From Nonparametrics to Machine Learning

Machine learning has quickly grown into a big field, with applications from scientific research to daily life. An authoritative reference is @friedman2001elements, written at the entry-year postgraduate level. The ideas in machine learning are general and applicable to economic investigation. @athey2018impact discusses the impact of machine learning techniques to economic analysis. @mullainathan2017machine survey a few new commonly used methods and demonstrate them in a real example. @taddy2018technological introduces new technology artificial intelligence and the implication of the underlying economic modeling.

The two broad classes of machine learning methods are supervised learning and unsupervised learning. Roughly speaking, the former is about the connection between \(X\) and \(Y\), while the latter is only about \(X\). Instances of the former are various regression and classification methods; those of the latter are density estimation, principal component analysis, and clustering. These examples are all familiar econometric problems.

From an econometrician’s view, supervised machine learning is a set of data fitting procedures that focus on out-of-sample prediction. The simplest illustration is in the regression context. We repeat a scientific experiment for \(n\) times, and we harvest a dataset \((y_i, x_i)_{i=1}^n\). What would be the best way to predict \(y_{n+1}\) from the same experiment if we know \(x_{n+1}\)?

Machine learning is a paradigm shift against conventional statistics. When a statistician propose a new estimator, the standard practice is to pursue three desirable properties one after another. We first establish its consistency, which is seen as the bottom line. Given consistency, we want to show its asymptotic distribution. Ideally, the asymptotic distribution is normal. Asymptotic normality is desirable as it holds for many regular estimators and the inferential procedure is familiar to applied researchers. Furthermore, for an asymptotically normal estimator, we want to show efficiency, an optimality property. An efficient estimator achieves the smallest asymptotic variance in a class of asymptotically normal estimators.

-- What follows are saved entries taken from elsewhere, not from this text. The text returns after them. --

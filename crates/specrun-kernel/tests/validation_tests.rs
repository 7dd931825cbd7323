//! Validation tests using rstest for parameterized violation tables.

use rstest::rstest;
use specrun_kernel::{Validator, parse_spec};
use specrun_types::{Value, json_to_value};

fn decode(yaml: &str) -> Value {
    let json: serde_json::Value = serde_yaml::from_str(yaml).expect("document should decode");
    json_to_value(json).expect("document should convert")
}

/// Validate a document in strict mode and return the violation lines.
fn violations(yaml: &str) -> Vec<String> {
    let mut v = Validator::new("spec.yaml", true);
    let _ = parse_spec(&mut v, &decode(yaml));
    v.violations().iter().map(ToString::to_string).collect()
}

#[rstest]
#[case::top_level_not_a_map(
    "- 1\n- 2\n",
    "$: should be map, but is seq"
)]
#[case::wrong_version(
    "spexec: v1\ntests: []\n",
    "$.spexec: should be \"v0\", but is \"v1\""
)]
#[case::version_not_a_string(
    "spexec: 7\ntests: []\n",
    "$.spexec: should be string, but is int"
)]
#[case::tests_missing(
    "spexec: v0\n",
    "$: should have .tests"
)]
#[case::tests_not_a_seq(
    "tests: true\n",
    "$.tests: should be seq, but is bool"
)]
#[case::test_not_a_map(
    "tests: [3]\n",
    "$.tests[0]: should be map, but is int"
)]
#[case::command_missing(
    "tests: [{}]\n",
    "$.tests[0]: should have .command"
)]
#[case::command_empty(
    "tests: [{command: []}]\n",
    "$.tests[0].command: should not be empty"
)]
#[case::unknown_test_field(
    "tests: [{command: [\"true\"], bogus: 1}]\n",
    "$.tests[0]: field .bogus is not expected"
)]
#[case::unknown_expect_field(
    "tests: [{command: [\"true\"], expect: {exitCode: 0}}]\n",
    "$.tests[0].expect: field .exitCode is not expected"
)]
#[case::name_not_a_string(
    "tests: [{command: [\"true\"], name: 1}]\n",
    "$.tests[0].name: should be string, but is int"
)]
#[case::timeout_garbage(
    "tests: [{command: [\"true\"], timeout: fast}]\n",
    "$.tests[0].timeout: cannot parse \"fast\" as duration"
)]
#[case::tee_not_a_bool(
    "tests: [{command: [\"true\"], teeStdout: 1}]\n",
    "$.tests[0].teeStdout: should be bool, but is int"
)]
#[case::env_not_a_seq(
    "tests: [{command: [\"true\"], env: {A: 1}}]\n",
    "$.tests[0].env: should be seq, but is map"
)]
#[case::env_name_invalid(
    "tests: [{command: [\"true\"], env: [{name: \"x y\", value: v}]}]\n",
    "$.tests[0].env[0].name: \"x y\" is not a valid variable name"
)]
#[case::stdin_bad_format(
    "tests: [{command: [cat], stdin: {format: json, value: {}}}]\n",
    "$.tests[0].stdin.format: should be \"yaml\", but is \"json\""
)]
#[case::string_expr_env_without_name(
    "tests: [{command: [{type: env}]}]\n",
    "$.tests[0].command[0]: should have .name"
)]
#[case::string_expr_unknown_type(
    "tests: [{command: [{type: socket}]}]\n",
    "$.tests[0].command[0].type: should be \"env\" or \"file\", but is \"socket\""
)]
fn strict_validation_reports(#[case] yaml: &str, #[case] expected: &str) {
    let found = violations(yaml);
    assert!(
        found.iter().any(|line| line == expected),
        "expected {expected:?} in {found:?}"
    );
}

#[test]
fn a_clean_document_has_no_violations() {
    let lines = violations(
        r#"
spexec: v0
tests:
  - name: answer
    command: [echo, "42"]
    stdin: "input"
    env:
      - name: MODE
        value: test
    expect:
      status: {eq: 0}
      stdout: {eq: "42\n"}
      stderr: beEmpty
    timeout: 3s
    teeStdout: false
"#,
    );
    assert_eq!(lines, Vec::<String>::new());
}

#[test]
fn violations_keep_document_order() {
    let lines = violations(
        r#"
tests:
  - command: [1]
  - name: 2
    command: [echo]
"#,
    );
    assert_eq!(
        lines,
        vec![
            "$.tests[0].command[0]: should be string or map, but is int",
            "$.tests[1].name: should be string, but is int",
        ]
    );
}
//! Test results and the run summary.

use std::fmt;

/// One named assertion failure within a test.
///
/// `subject` is which assertion failed ("status", "stdout" or "stderr");
/// `message` is the matcher's explanation.
#[derive(Debug, Clone, PartialEq, Eq)]
pub struct AssertionFailure {
    /// Which assertion failed.
    pub subject: String,
    /// Why it failed.
    pub message: String,
}

impl AssertionFailure {
    /// Create a failure for a subject.
    pub fn new(subject: impl Into<String>, message: impl Into<String>) -> Self {
        Self {
            subject: subject.into(),
            message: message.into(),
        }
    }
}

/// The outcome of running one test.
#[derive(Debug, Clone, PartialEq, Eq)]
pub struct TestResult {
    /// Display name of the test.
    pub name: String,
    /// Assertion failures, in assertion order (status, stdout, stderr).
    pub failures: Vec<AssertionFailure>,
    /// Internal error that aborted the test, if any. Distinct from
    /// assertion failures: this is a system fault, not a failed check.
    pub error: Option<String>,
}

impl TestResult {
    /// A passing result.
    pub fn passed(name: impl Into<String>) -> Self {
        Self {
            name: name.into(),
            failures: Vec::new(),
            error: None,
        }
    }

    /// A result with assertion failures.
    pub fn failed(name: impl Into<String>, failures: Vec<AssertionFailure>) -> Self {
        Self {
            name: name.into(),
            failures,
            error: None,
        }
    }

    /// A result aborted by an internal error.
    pub fn errored(name: impl Into<String>, error: impl Into<String>) -> Self {
        Self {
            name: name.into(),
            failures: Vec::new(),
            error: Some(error.into()),
        }
    }

    /// True when every assertion matched and no internal error occurred.
    pub fn is_success(&self) -> bool {
        self.failures.is_empty() && self.error.is_none()
    }
}

/// Aggregate counts over a run.
#[derive(Debug, Clone, Copy, PartialEq, Eq, Default)]
pub struct Summary {
    pub total: usize,
    pub succeeded: usize,
    pub failed: usize,
}

impl Summary {
    /// Tally a slice of results.
    pub fn of(results: &[TestResult]) -> Self {
        let succeeded = results.iter().filter(|r| r.is_success()).count();
        Self {
            total: results.len(),
            succeeded,
            failed: results.len() - succeeded,
        }
    }
}

impl fmt::Display for Summary {
    fn fmt(&self, f: &mut fmt::Formatter<'_>) -> fmt::Result {
        write!(
            f,
            "{} tests, {} succeeded, {} failed",
            self.total, self.succeeded, self.failed
        )
    }
}
use std::sync::Arc;

use const_cstr::const_cstr;

use super::PhysicalDeviceFilter;
const_cstr! {
    UNKNOWNID = "unknown id";
    NOMSG = "no message";
}

///The external callback print function for debugging
unsafe extern "system" fn vulkan_debug_callback(
    message_severity: ash::vk::DebugUtilsMessageSeverityFlagsEXT,
    _message_types: ash::vk::DebugUtilsMessageTypeFlagsEXT,
    p_callback_data: *const ash::vk::DebugUtilsMessengerCallbackDataEXT,
    _p_user_data: *mut core::ffi::c_void,
) -> u32 {
    if p_callback_data == core::ptr::null() {
        #[cfg(feature = "logging")]
        log::error!("MarpDebugMsg: Got Msg, but no data!");
        return 1;
    }

    //use log if the layer is enabled, otherwise use println

    #[cfg(feature = "logging")]
    {
        let (id, idname) = if !(*p_callback_data).p_message_id_name.is_null() {
            (
                (*p_callback_data).message_id_number,
                std::ffi::CStr::from_ptr((*p_callback_data).p_message_id_name),
            )
        } else {
            (
                (*p_callback_data).message_id_number,
                std::ffi::CStr::from_ptr(UNKNOWNID.as_ptr()),
            )
        };

        let msg = if !(*p_callback_data).p_message.is_null() {
            std::ffi::CStr::from_ptr((*p_callback_data).p_message)
        } else {
            std::ffi::CStr::from_ptr(NOMSG.as_ptr())
        };

        if message_severity.contains(ash::vk::DebugUtilsMessageSeverityFlagsEXT::ERROR) {
            log::error!("[{}: {:?}]: {:?}", id, idname, msg);
        } else if message_severity.contains(ash::vk::DebugUtilsMessageSeverityFlagsEXT::WARNING) {
            log::warn!("[{}: {:?}]: {:?}", id, idname, msg);
        } else if message_severity.contains(ash::vk::DebugUtilsMessageSeverityFlagsEXT::INFO) {
            log::info!("[{}: {:?}]: {:?}", id, idname, msg);
        }
    }

    #[cfg(not(feature = "logging"))]
    {
        println!(
            "MarpDebugMsg: Level: {:?}, Type: {:?}\n",
            message_severity, message_types
        );
        //If there is a validation layer msg, append
        if !(*p_callback_data).p_message_id_name.is_null() {
            println!(
                "Id[{:?}]: {:?}",
                (*p_callback_data).message_id_number,
                std::ffi::CStr::from_ptr((*p_callback_data).p_message_id_name)
            )
        } else {
            println!("Id[{:?}]", (*p_callback_data).message_id_number);
        }

        //Now display message if there is any
        if !(*p_callback_data).p_message.is_null() {
            println!(
                "Msg: {:?}",
                std::ffi::CStr::from_ptr((*p_callback_data).p_message)
            );
        }
    }
    1
}

pub struct Debugger {
    pub debug_report_loader: ash::extensions::ext::DebugUtils,
    pub debug_messenger: ash::vk::DebugUtilsMessengerEXT,
}

///Instance configuration as well as the source entry point. Usually this struct is created via [Instance::load] or [Instance::linked]
pub struct InstanceBuilder {
    pub entry: ash::Entry,
    pub validation_layers: bool,
    pub enabled_layers: Vec<std::ffi::CString>,
    pub enabled_extensions: Vec<std::ffi::CString>,
}

impl InstanceBuilder {
    ///Builds the instance from the current information.
    ///if `validation_layers` is enabled and no `debugger` is supplied a default debugger will be used.
    pub fn build(mut self) -> Result<Arc<Instance>, anyhow::Error> {
        //check if validation is enabled, in that case push the validation layers
        if self.validation_layers {
            self =
                self.with_layer(std::ffi::CString::new("VK_LAYER_KHRONOS_validation").unwrap())?;
            self = self.with_extension(ash::extensions::ext::DebugUtils::name().to_owned())?;
        }

        let InstanceBuilder {
            entry,
            validation_layers,
            enabled_layers,
            enabled_extensions,
        } = self;

        let app_desc =
            ash::vk::ApplicationInfo::default().api_version(ash::vk::make_api_version(0, 1, 2, 0));

        //at this point, if we are logging, write out instance creation data
        #[cfg(feature = "logging")]
        {
            log::info!("Instance creation:");
            let apiversion = app_desc.api_version;
            log::info!(
                "  Vulkan version: {}.{}.{}.{}",
                ash::vk::api_version_major(apiversion),
                ash::vk::api_version_minor(apiversion),
                ash::vk::api_version_patch(apiversion),
                ash::vk::api_version_variant(apiversion)
            );
            log::info!("  Layers:");
            for l in &enabled_layers {
                log::info!("    {:?}", l);
            }
            log::info!("  Extensions:");
            for e in &enabled_extensions {
                log::info!("    {:?}", e);
            }
        }

        let enabled_extensions = enabled_extensions
            .iter()
            .map(|ext| ext.as_ptr())
            .collect::<Vec<_>>();

        let enabled_layers = enabled_layers
            .iter()
            .map(|ext| ext.as_ptr())
            .collect::<Vec<_>>();

        let create_info = ash::vk::InstanceCreateInfo::default()
            .application_info(&app_desc)
            .enabled_extension_names(&enabled_extensions)
            .enabled_layer_names(&enabled_layers);

        //now create the instance based on the provided create info
        let instance = unsafe { entry.create_instance(&create_info, None)? };

        //if validation is enabled, either unwrap the debugger, of create the new one
        let debugger = if validation_layers {
            let (debug_report_loader, debug_messenger) = {
                //create the reporter
                let debug_report_loader = ash::extensions::ext::DebugUtils::new(&entry, &instance);

                //Now based on the Debug features create a debug callback
                let debug_info = ash::vk::DebugUtilsMessengerCreateInfoEXT::default()
                    .message_severity(
                        ash::vk::DebugUtilsMessageSeverityFlagsEXT::ERROR
                            | ash::vk::DebugUtilsMessageSeverityFlagsEXT::WARNING
                            | ash::vk::DebugUtilsMessageSeverityFlagsEXT::INFO,
                    )
                    .message_type(
                        ash::vk::DebugUtilsMessageTypeFlagsEXT::GENERAL
                            | ash::vk::DebugUtilsMessageTypeFlagsEXT::PERFORMANCE
                            | ash::vk::DebugUtilsMessageTypeFlagsEXT::VALIDATION,
                    )
                    .pfn_user_callback(Some(vulkan_debug_callback));

                let messenger =
                    unsafe { debug_report_loader.create_debug_utils_messenger(&debug_info, None)? };
                (debug_report_loader, messenger)
            };

            let debugger = Debugger {
                debug_messenger,
                debug_report_loader,
            };

            Some(debugger)
        } else {
            None
        };

        Ok(Arc::new(Instance {
            debugger,
            entry,
            inner: instance,
        }))
    }

    ///adds an extensions with the given name, if it was not added yet.
    pub fn with_extension(mut self, name: std::ffi::CString) -> Result<Self, anyhow::Error> {
        for e in &self.enabled_extensions {
            #[cfg(feature = "logging")]
            log::warn!("Tried to enable extension twice: {:?}", name);

            if e == &name {
                return Ok(self); //was enabled already
            }
        }

        //is not present, add and return
        self.enabled_extensions.push(name);

        Ok(self)
    }

    ///adds an layer with the given name to the list of layers
    pub fn with_layer(mut self, name: std::ffi::CString) -> Result<Self, anyhow::Error> {
        for l in &self.enabled_layers {
            #[cfg(feature = "logging")]
            log::warn!("Tried to enable layer twice: {:?}", name);

            if l == &name {
                return Ok(self); //was enabled already
            }
        }

        //is not present, add and return
        self.enabled_layers.push(name);

        Ok(self)
    }

    ///enables validation layers and implicitly sets a debugger that prints either via [println](println), or via the log crate if the `logging` feature is enabled.
    pub fn enable_validation(mut self) -> Self {
        self.validation_layers = true;
        self
    }
}

///marpii instance. Wrapps the entry point as well as the created instance into one object.
///
/// # Safety
///
/// This struct is un-clonable for a reason. It implements [Drop] which takes care of destroying the vulkan instance, as well as the debug
/// messenger if it was loaded.
pub struct Instance {
    pub entry: ash::Entry,
    pub inner: ash::Instance,
    pub debugger: Option<Debugger>, //hidden detail. If loaded, has the debugger that gets called when printing in the validation layers.
}

impl Instance {
    ///Creates instance loaded by using [Entry::load](ash::Entry::load)
    pub fn load() -> Result<InstanceBuilder, anyhow::Error> {
        let entry = unsafe { ash::Entry::load()? };

        Ok(InstanceBuilder {
            entry,
            enabled_extensions: Vec::new(),
            enabled_layers: Vec::new(),
            validation_layers: false,
        })
    }

    ///Creates instance loaded by using [Entry::linked](ash::Entry::linked)
    pub fn linked() -> Result<InstanceBuilder, anyhow::Error> {
        let entry = ash::Entry::linked();

        Ok(InstanceBuilder {
            entry,
            enabled_extensions: Vec::new(),
            enabled_layers: Vec::new(),
            validation_layers: false,
        })
    }
}

pub trait GetDeviceFilter {
    fn create_physical_device_filter(&self) -> Result<PhysicalDeviceFilter, anyhow::Error>;
}

impl GetDeviceFilter for Arc<Instance> {
    fn create_physical_device_filter(&self) -> Result<PhysicalDeviceFilter, anyhow::Error> {
        let devices = unsafe { self.inner.enumerate_physical_devices()? };
        Ok(PhysicalDeviceFilter::new(&self.inner, devices))
    }
}

impl Drop for Instance {
    fn drop(&mut self) {
        unsafe {
            //Destroy the messenger before destroying the instance.
            if let Some(drl) = &self.debugger {
                //destroies the messenge if it was loaded
                drl.debug_report_loader
                    .destroy_debug_utils_messenger(drl.debug_messenger, None);
            }
            self.inner.destroy_instance(None);
        }
    }
}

In addition, econometrician also cares about model identification and economic interpretation of the empirical results. Econometrics workflow interacts the data at hand and the model of interest. At the population level, we think about the problem of identification. Once the parameter of interest is identified, then we can proceed to parameter estimation and inference. Finally, we interpret the results and hopefully they shed light on economics.

Machine learning deviates from such routines. First, they argue efficiency is not crucial because the dataset itself is big enough so that the variance is usually small. Second, in many situations statistical inference is not the goal, so inferential procedure is not of interest. For example, the recommendation system on Amazon or Taobao has a machine learning algorithm behind it. There we care about the prediction accuracy, not the causal link why a consumer interested in one good is likely to purchase another good. Third, the world is so complex that we have little idea about how the data is generated. We do not have to assume a data generating process (DGP). If there is no DGP, we lose the standing ground to talk about consistency. Where would my estimator converge to if there is no “true parameter”? With these arguments, the paradigm of conventional statistics is smashed. In the context of econometrics, such argument completely rejects the structural modeling tradition (the Cowles approach).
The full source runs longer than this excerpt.